Because of the convention that light grays denote a de-emphasized element, you should not use achromatic colors in combination with chromatic colors as part of qualitative or sequential palette. This may cause confusion to readers, including those with some cognitive disabilities, and it may be insufficient contrast for some readers with color blindness.

Avoid similar shades of chromatic and grayscale colors

When using grayscale to de-emphasize elements, ensure that the grayscale and chromatic colors have distinct saturation and lightness (e.g. shades). Elements of the same or similar shades will be indistinguishable to people with decreased color vision, and when printed in grayscale.

Bar chart with single blue bar and 3 light gray bars
Do: use a single color for emphasis, and a single distinct grayscale shade for de-emphasis
Bar chart with single green bar and 3 gray bars of the same shade
Don't: use similar shades of chromatic and grayscale colors to differentiate data points
Donut chart with multiple grayscale shades
Do: multiple grayscale shades for different categories
Donut chart with multiple grayscale shades
Do: use a single color for emphasis, and a single distinct grayscale shade for de-emphasis
Donut chart with multiple colors for different categories
Don't: mix chromatic and grayscale colors for different categories

TODO: more color examples

Color Semantics

TODO: describe the semantics or meanings of colors, such as for RAG status charts (e.g. don't use reds to mean positive or go conditions)

Axes and Labeling

For cartesian (X/Y) charts, always display both X and Y axes, with clear labels for numerical axis.

Visual clutter

Visual clutter is disorganization in the collection of elements, or any unneccessary visual elements that don't directly contribute to the reader's ability to understand the information in a document or image. Visual clutter contributes to extraneous cognitive load, and may reduce the reader's task performance.

Clutter is the state in which excess items, or their representation or organization, lead to a degradation of performance at some task.

—Rosenholtz et al., Feature Congestion: A Measure of Display Clutter, 2005

Axis guide lines optional

Independent axis (usually Y-axis) guide lines that extend the visual tick mark across the width of the chart may help some readers correlate datapoint position (e.g. bar height) with a specific value. This is especially true for younger readers who may draw an association with graph paper. Other readers may find such guide lines to be distracting visual clutter. Inclusion of guide lines is optional, and both approaches are acceptable.

Don't hide axis lines or labels

Omitting or hiding axis lines or labels to reduce visual clutter reduces usability for many readers, especially younger readers or those with some cognitive disabilities, and may cause misinterpretation of the data. Always include axis lines, and always include axis labels for numeric axes. Axis labels for categorical axes are optional, if the chart title includes a clear description of what's being measured (i.e. the category type).

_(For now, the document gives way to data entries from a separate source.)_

//! Histogram binning and kernel density estimation.
//!
//! Bin widths follow numpy's `auto` rule (the smaller of the Sturges and
//! Freedman-Diaconis estimates). The KDE is a Gaussian kernel with Scott's
//! bandwidth, evaluated from a fine pre-binned histogram so that samples of
//! several hundred thousand readings stay cheap.

use super::{quantile_sorted, sample_std};

/// Upper bound on the number of histogram bins.
pub const MAX_BINS: usize = 500;

/// Number of points on the KDE evaluation grid.
pub const KDE_GRID_POINTS: usize = 200;

/// Bins used to pre-aggregate the sample before kernel evaluation.
const KDE_PREBINS: usize = 1024;

/// Equal-width histogram of a sample.
#[derive(Debug, Clone, PartialEq)]
pub struct Histogram {
    /// Bin edges, one more than the number of bins.
    pub edges: Vec<f64>,
    /// Count per bin.
    pub counts: Vec<usize>,
}

impl Histogram {
    /// Bin `values` using the `auto` rule. `None` for an empty sample.
    #[must_use]
    pub fn auto(values: &[f64]) -> Option<Self> {
        let edges = histogram_bins(values)?;
        Some(Self::with_edges(values, edges))
    }

    /// Count `values` into the given equal-width edges.
    ///
    /// The last bin is closed on the right.
    #[must_use]
    pub fn with_edges(values: &[f64], edges: Vec<f64>) -> Self {
        let bins = edges.len().saturating_sub(1);
        let mut counts = vec![0; bins];
        if bins > 0 {
            let lo = edges[0];
            let hi = edges[bins];
            let width = (hi - lo) / bins as f64;
            for &v in values {
                if v < lo || v > hi {
                    continue;
                }
                counts[bin_index(v, lo, width, bins)] += 1;
            }
        }
        Self { edges, counts }
    }

    /// Width of each bin.
    #[must_use]
    pub fn bin_width(&self) -> f64 {
        match self.counts.len() {
            0 => 0.0,
            n => (self.edges[n] - self.edges[0]) / n as f64,
        }
    }

    /// Largest bin count.
    #[must_use]
    pub fn max_count(&self) -> usize {
        self.counts.iter().copied().max().unwrap_or(0)
    }

    /// `(left, right, count)` for each bin.
    pub fn bins(&self) -> impl Iterator<Item = (f64, f64, usize)> + '_ {
        self.edges
            .windows(2)
            .zip(&self.counts)
            .map(|(w, &c)| (w[0], w[1], c))
    }
}

#[allow(clippy::cast_possible_truncation, clippy::cast_sign_loss)]
fn bin_index(v: f64, lo: f64, width: f64, bins: usize) -> usize {
    if width <= 0.0 {
        return 0;
    }
    (((v - lo) / width) as usize).min(bins - 1)
}

/// Bin edges for `values` following numpy's `auto` estimator.
///
/// A sample with zero range gets a single bin of width 1 centred on the
/// value. Returns `None` for an empty sample or non-finite bounds.
#[must_use]
pub fn histogram_bins(values: &[f64]) -> Option<Vec<f64>> {
    let finite: Vec<f64> = values.iter().copied().filter(|v| v.is_finite()).collect();
    if finite.is_empty() {
        return None;
    }
    let mut sorted = finite;
    sorted.sort_by(f64::total_cmp);
    let lo = sorted[0];
    let hi = sorted[sorted.len() - 1];

    if lo == hi {
        return Some(vec![lo - 0.5, hi + 0.5]);
    }

    let n = sorted.len() as f64;
    let range = hi - lo;
    let sturges = range / (n.log2() + 1.0);
    let iqr = quantile_sorted(&sorted, 0.75) - quantile_sorted(&sorted, 0.25);
    let fd = 2.0 * iqr * n.powf(-1.0 / 3.0);
    let width = if fd > 0.0 { fd.min(sturges) } else { sturges };

    #[allow(clippy::cast_possible_truncation, clippy::cast_sign_loss)]
    let bins = ((range / width).ceil() as usize).clamp(1, MAX_BINS);
    let step = range / bins as f64;
    Some(
        (0..=bins)
            .map(|i| if i == bins { hi } else { lo + step * i as f64 })
            .collect(),
    )
}

/// Gaussian KDE curve scaled to histogram counts.
///
/// Returns `(x, y)` points on a grid spanning the sample range, where `y` is
/// the density multiplied by `n * bin_width` so the curve overlays a count
/// histogram. Empty when the bandwidth is undefined (fewer than two values
/// or zero variance).
#[must_use]
pub fn gaussian_kde(values: &[f64], bin_width: f64) -> Vec<(f64, f64)> {
    let finite: Vec<f64> = values.iter().copied().filter(|v| v.is_finite()).collect();
    let n = finite.len();
    let sd = sample_std(&finite);
    if n < 2 || !sd.is_finite() || sd == 0.0 {
        return Vec::new();
    }

    let bandwidth = sd * (n as f64).powf(-0.2);
    let lo = finite.iter().copied().fold(f64::INFINITY, f64::min);
    let hi = finite.iter().copied().fold(f64::NEG_INFINITY, f64::max);

    // Pre-aggregate into fine bins and weight each bin centre by its count
    let fine = Histogram::with_edges(&finite, even_edges(lo, hi, KDE_PREBINS));
    let centres: Vec<(f64, f64)> = fine
        .bins()
        .filter(|&(_, _, c)| c > 0)
        .map(|(l, r, c)| ((l + r) / 2.0, c as f64))
        .collect();

    // Bin counts already carry the factor n
    let norm = bin_width / (bandwidth * (2.0 * std::f64::consts::PI).sqrt());

    even_edges(lo, hi, KDE_GRID_POINTS - 1)
        .into_iter()
        .map(|x| {
            let density: f64 = centres
                .iter()
                .map(|&(c, w)| {
                    let z = (x - c) / bandwidth;
                    w * (-0.5 * z * z).exp()
                })
                .sum();
            (x, density * norm)
        })
        .collect()
}

/// `bins + 1` evenly spaced edges from `lo` to `hi` inclusive.
fn even_edges(lo: f64, hi: f64, bins: usize) -> Vec<f64> {
    let step = (hi - lo) / bins as f64;
    (0..=bins)
        .map(|i| if i == bins { hi } else { lo + step * i as f64 })
        .collect()
}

Bar chart with both X and Y axis
Do: display both X and Y axes
Bar chart with both X and Y axis
Do: reduce visual clutter
Stacked bar chart with multiple colors for different categories
Don't: hide one of the axes
Bar chart with multiple colors for same category
Don't: omit the label for numerical axis

Avoid patterns

Use solid colors for fill and lines, and avoid patterns such as cross-hatches or dashed lines. Instead, use well-defined color combinations in(cludin grayscale) that are distinguishable by people with color disabilities, use distinct symbols where appropriate (e.g. as data points on line charts or scatter plots), or use different line thicknesses if necessary.

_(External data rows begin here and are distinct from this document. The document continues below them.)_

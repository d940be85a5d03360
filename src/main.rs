use clap::Parser;
use skein::compile_source;
use std::path::PathBuf;
use std::process::ExitCode;

/// Compile a .skein script into a .story binary.
#[derive(Parser)]
#[command(name = "skeinc", version, about)]
struct Args {
    /// Input script file.
    input: PathBuf,

    /// Output story file (default: input with a .story extension).
    #[arg(short, long)]
    output: Option<PathBuf>,

    /// Export translatable strings to a CSV file.
    #[arg(long = "export-strings", value_name = "PATH")]
    export_strings: Option<PathBuf>,
}

fn main() -> ExitCode {
    let args = Args::parse();

    let source = match std::fs::read_to_string(&args.input) {
        Ok(s) => s,
        Err(e) => {
            eprintln!("error: cannot read {}: {}", args.input.display(), e);
            return ExitCode::FAILURE;
        }
    };

    let filename = args.input.display().to_string();
    let compilation = match compile_source(&source, &filename) {
        Ok(c) => c,
        Err(errors) => {
            for err in &errors {
                eprintln!("error: {}", err);
            }
            eprintln!("\n{} error(s). Compilation aborted.", errors.len());
            return ExitCode::FAILURE;
        }
    };

    if let Some(csv_path) = &args.export_strings {
        if let Err(e) = std::fs::write(csv_path, compilation.strings_csv()) {
            eprintln!("error: cannot write {}: {}", csv_path.display(), e);
            return ExitCode::FAILURE;
        }
    }

    let output = args
        .output
        .unwrap_or_else(|| args.input.with_extension("story"));
    let bytes = match compilation.story.to_bytes() {
        Ok(b) => b,
        Err(e) => {
            eprintln!("error: {}", e);
            return ExitCode::FAILURE;
        }
    };
    if let Err(e) = std::fs::write(&output, bytes) {
        eprintln!("error: cannot write {}: {}", output.display(), e);
        return ExitCode::FAILURE;
    }

    ExitCode::SUCCESS
}
/// Compile an infix expression to RPN, interning string literals and
/// identifier names into the pool.
pub fn compile_expr(src: &str, pool: &mut StringPool) -> Result<Expr, String> {
    let lexemes = lex(src)?;
    if lexemes.is_empty() {
        return Err("empty expression".to_string());
    }

    let mut output: Vec<ExprToken> = Vec::new();
    let mut ops: Vec<StackOp> = Vec::new();
    let mut expect_operand = true;
    let mut i = 0;

    while i < lexemes.len() {
        match &lexemes[i] {
            Lexeme::Int(v) => {
                if !expect_operand {
                    return Err("expected operator before number".to_string());
                }
                output.push(ExprToken::literal(Literal::Int(*v)));
                expect_operand = false;
            }
            Lexeme::Float(v) => {
                if !expect_operand {
                    return Err("expected operator before number".to_string());
                }
                output.push(ExprToken::literal(Literal::Float(*v)));
                expect_operand = false;
            }
            Lexeme::Str(s) => {
                if !expect_operand {
                    return Err("expected operator before string".to_string());
                }
                let idx = pool.intern(s);
                output.push(ExprToken::literal(Literal::StringRef(idx)));
                expect_operand = false;
            }
            Lexeme::Ident(word) => {
                if expect_operand {
                    match word.as_str() {
                        "true" => {
                            output.push(ExprToken::literal(Literal::Bool(true)));
                            expect_operand = false;
                        }
                        "false" => {
                            output.push(ExprToken::literal(Literal::Bool(false)));
                            expect_operand = false;
                        }
                        "not" => ops.push(StackOp::Unary(ExprOp::Not)),
                        name => {
                            if let Some(op) = builtin_op(name) {
                                let (arg, consumed) = parse_builtin_arg(&lexemes, i + 1)?;
                                output.push(ExprToken::named(op, pool.intern(&arg)));
                                i += consumed;
                            } else {
                                output.push(ExprToken::named(ExprOp::PushVar, pool.intern(name)));
                            }
                            expect_operand = false;
                        }
                    }
                } else {
                    // Word operators: mod / and / or / in.
                    let (op, prec) = binary_op(word)
                        .ok_or_else(|| format!("unknown operator: {}", word))?;
                    while let Some(top) = ops.last().copied() {
                        match top {
                            StackOp::Unary(_) => {
                                ops.pop();
                                pop_stack_op(top, &mut output);
                            }
                            StackOp::Bin(_, top_prec) if top_prec >= prec => {
                                ops.pop();
                                pop_stack_op(top, &mut output);
                            }
                            _ => break,
                        }
                    }
                    ops.push(StackOp::Bin(op, prec));
                    expect_operand = true;
                }
            }
            Lexeme::Sym(sym) => {
                if expect_operand {
                    if *sym == "-" {
                        ops.push(StackOp::Unary(ExprOp::Negate));
                    } else {
                        return Err(format!("expected operand, found '{}'", sym));
                    }
                } else {
                    let (op, prec) =
                        binary_op(sym).ok_or_else(|| format!("unknown operator: {}", sym))?;
                    while let Some(top) = ops.last().copied() {
                        match top {
                            StackOp::Unary(_) => {
                                ops.pop();
                                pop_stack_op(top, &mut output);
                            }
                            StackOp::Bin(_, top_prec) if top_prec >= prec => {
                                ops.pop();
                                pop_stack_op(top, &mut output);
                            }
                            _ => break,
                        }
                    }
                    ops.push(StackOp::Bin(op, prec));
                    expect_operand = true;
                }
            }
            Lexeme::LParen => {
                if !expect_operand {
                    return Err("unexpected '('".to_string());
                }
                ops.push(StackOp::Paren);
            }
            Lexeme::RParen => {
                if expect_operand {
                    return Err("unexpected ')'".to_string());
                }
                loop {
                    match ops.pop() {
                        Some(StackOp::Paren) => break,
                        Some(op) => pop_stack_op(op, &mut output),
                        None => return Err("unbalanced ')'".to_string()),
                    }
                }
            }
        }
        i += 1;
    }

    if expect_operand {
        return Err("expression ends with an operator".to_string());
    }
    while let Some(op) = ops.pop() {
        if op == StackOp::Paren {
            return Err("unbalanced '('".to_string());
        }
        pop_stack_op(op, &mut output);
    }

    Ok(Expr { tokens: output })
}
//! Core value types for the skein runtime.
//!
//! This module defines the fundamental data types:
//! - Value: the typed variant every variable, literal, and expression result carries
//! - CmpOp: the comparison operators shared by conditions and the evaluator
//! - ArithOp: the arithmetic operators with numeric promotion

use serde::{Deserialize, Serialize};
use std::fmt;

/// A runtime value: exactly one of bool, 32-bit int, 32-bit float, string,
/// or ordered list of strings.
///
/// Lists hold strings only; non-string items are stringified on insertion.
#[derive(Debug, Clone, PartialEq, Serialize, Deserialize)]
pub enum Value {
    Bool(bool),
    Int(i32),
    Float(f32),
    Str(String),
    List(Vec<String>),
}

impl Default for Value {
    fn default() -> Self {
        Value::Int(0)
    }
}

impl fmt::Display for Value {
    fn fmt(&self, f: &mut fmt::Formatter<'_>) -> fmt::Result {
        match self {
            Value::Bool(b) => write!(f, "{}", if *b { "true" } else { "false" }),
            Value::Int(i) => write!(f, "{}", i),
            Value::Float(x) => write!(f, "{}", x),
            Value::Str(s) => write!(f, "{}", s),
            Value::List(items) => write!(f, "{}", items.join(", ")),
        }
    }
}

/// Comparison operators.
#[derive(Debug, Clone, Copy, PartialEq, Eq, Serialize, Deserialize)]
pub enum CmpOp {
    Eq,
    Ne,
    Gt,
    Lt,
    Ge,
    Le,
}

/// Arithmetic operators subject to numeric promotion.
#[derive(Debug, Clone, Copy, PartialEq, Eq, Serialize, Deserialize)]
pub enum ArithOp {
    Add,
    Sub,
    Mul,
    Div,
    Mod,
}

impl Value {
    /// Truthiness: bool true, non-zero int, non-zero float, non-empty string,
    /// non-empty list.
    pub fn truthy(&self) -> bool {
        match self {
            Value::Bool(b) => *b,
            Value::Int(i) => *i != 0,
            Value::Float(x) => *x != 0.0,
            Value::Str(s) => !s.is_empty(),
            Value::List(items) => !items.is_empty(),
        }
    }

    /// Numeric view with bool promoted to 0/1. Strings and lists read as 0.
    fn as_int(&self) -> i32 {
        match self {
            Value::Bool(b) => *b as i32,
            Value::Int(i) => *i,
            Value::Float(x) => *x as i32,
            _ => 0,
        }
    }

    fn as_float(&self) -> f32 {
        match self {
            Value::Bool(b) => *b as i32 as f32,
            Value::Int(i) => *i as f32,
            Value::Float(x) => *x,
            _ => 0.0,
        }
    }

    /// String view for comparisons: non-strings compare as the empty string.
    fn as_cmp_str(&self) -> &str {
        match self {
            Value::Str(s) => s.as_str(),
            _ => "",
        }
    }
}

/// Compare two values under the promotion ladder: bool, then string, then
/// float, then int. Bool and string admit only equality tests; the ordering
/// operators evaluate to false for them.
pub fn compare(lhs: &Value, op: CmpOp, rhs: &Value) -> bool {
    if matches!(lhs, Value::Bool(_)) || matches!(rhs, Value::Bool(_)) {
        let a = lhs.truthy();
        let b = rhs.truthy();
        return match op {
            CmpOp::Eq => a == b,
            CmpOp::Ne => a != b,
            _ => false,
        };
    }

    if matches!(lhs, Value::Str(_)) || matches!(rhs, Value::Str(_)) {
        let a = lhs.as_cmp_str();
        let b = rhs.as_cmp_str();
        return match op {
            CmpOp::Eq => a == b,
            CmpOp::Ne => a != b,
            _ => false,
        };
    }

    if matches!(lhs, Value::Float(_)) || matches!(rhs, Value::Float(_)) {
        let a = lhs.as_float();
        let b = rhs.as_float();
        return match op {
            CmpOp::Eq => a == b,
            CmpOp::Ne => a != b,
            CmpOp::Gt => a > b,
            CmpOp::Lt => a < b,
            CmpOp::Ge => a >= b,
            CmpOp::Le => a <= b,
        };
    }

    let a = lhs.as_int();
    let b = rhs.as_int();
    match op {
        CmpOp::Eq => a == b,
        CmpOp::Ne => a != b,
        CmpOp::Gt => a > b,
        CmpOp::Lt => a < b,
        CmpOp::Ge => a >= b,
        CmpOp::Le => a <= b,
    }
}

/// Apply an arithmetic operator with numeric promotion.
///
/// If either operand is float both promote to float; bool promotes to 0/1.
/// Division and modulo by zero yield the zero of the result type rather than
/// faulting. Modulo is always an integer operation.
pub fn arithmetic(lhs: &Value, op: ArithOp, rhs: &Value) -> Value {
    if matches!(lhs, Value::Float(_)) || matches!(rhs, Value::Float(_)) {
        let a = lhs.as_float();
        let b = rhs.as_float();
        return match op {
            ArithOp::Add => Value::Float(a + b),
            ArithOp::Sub => Value::Float(a - b),
            ArithOp::Mul => Value::Float(a * b),
            ArithOp::Div => {
                if b != 0.0 {
                    Value::Float(a / b)
                } else {
                    Value::Float(0.0)
                }
            }
            ArithOp::Mod => {
                let (ai, bi) = (a as i32, b as i32);
                if bi != 0 {
                    Value::Int(ai % bi)
                } else {
                    Value::Int(0)
                }
            }
        };
    }

    let a = lhs.as_int();
    let b = rhs.as_int();
    match op {
        ArithOp::Add => Value::Int(a.wrapping_add(b)),
        ArithOp::Sub => Value::Int(a.wrapping_sub(b)),
        ArithOp::Mul => Value::Int(a.wrapping_mul(b)),
        ArithOp::Div => {
            if b != 0 {
                Value::Int(a.wrapping_div(b))
            } else {
                Value::Int(0)
            }
        }
        ArithOp::Mod => {
            if b != 0 {
                Value::Int(a.wrapping_rem(b))
            } else {
                Value::Int(0)
            }
        }
    }
}

/// Negate a value: floats stay float, everything else negates as int.
pub fn negate(val: &Value) -> Value {
    match val {
        Value::Float(x) => Value::Float(-x),
        other => Value::Int(other.as_int().wrapping_neg()),
    }
}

Note: Earlier accessiblity advice sometimes encouraged the use of patterned fills or dashed line patterns in data visualizations. This practice often makes charts more difficult to read, and significantly increases cognitive load or some people with cognitive disabilities. In addition, patterns that cross one another can produce visual effects that distort the data representation.

TODO: provide good and bad examples

Patterns for semantics

An exception to this guidance is the limited use of patterned fills or strokes to indicate some qualitative exception, such as missing data, uncertain data, or future projected data. Reserve the use of patterns for this semantic data, rather than as a visual distinction.

Font styles and sizes

Consistent font family

The font family used in charts and diagrams should be consistent with the text on the containing page. Currently, this will typically be the sans serif typeface Open Sans, but may also be the serif typeface Playfair Display.

Consistent font styles

Limit the number of colors and styles used for labels in your chart or diagram. Avoid bold or italic text, unless it is intended to emphasize a particular feature. Text color should normally be distinct, contrasting, neutral grayscale colors, such as graphite gray, ink black, or chalk white.

Hierarchical font sizes

As with any document, the size of text within a chart or diagram should reflect the hierarchical level of the label. For example, the title of the chart should be largest, followed by the axis labels, followed by the axis tick labels. At each level of hierarchy, the different labels should have a uniform size. For example, the labels for the X and Y axis should be the same size, and the labels for the axis tick labels values on both the X and Y axis should be the same (smaller) size.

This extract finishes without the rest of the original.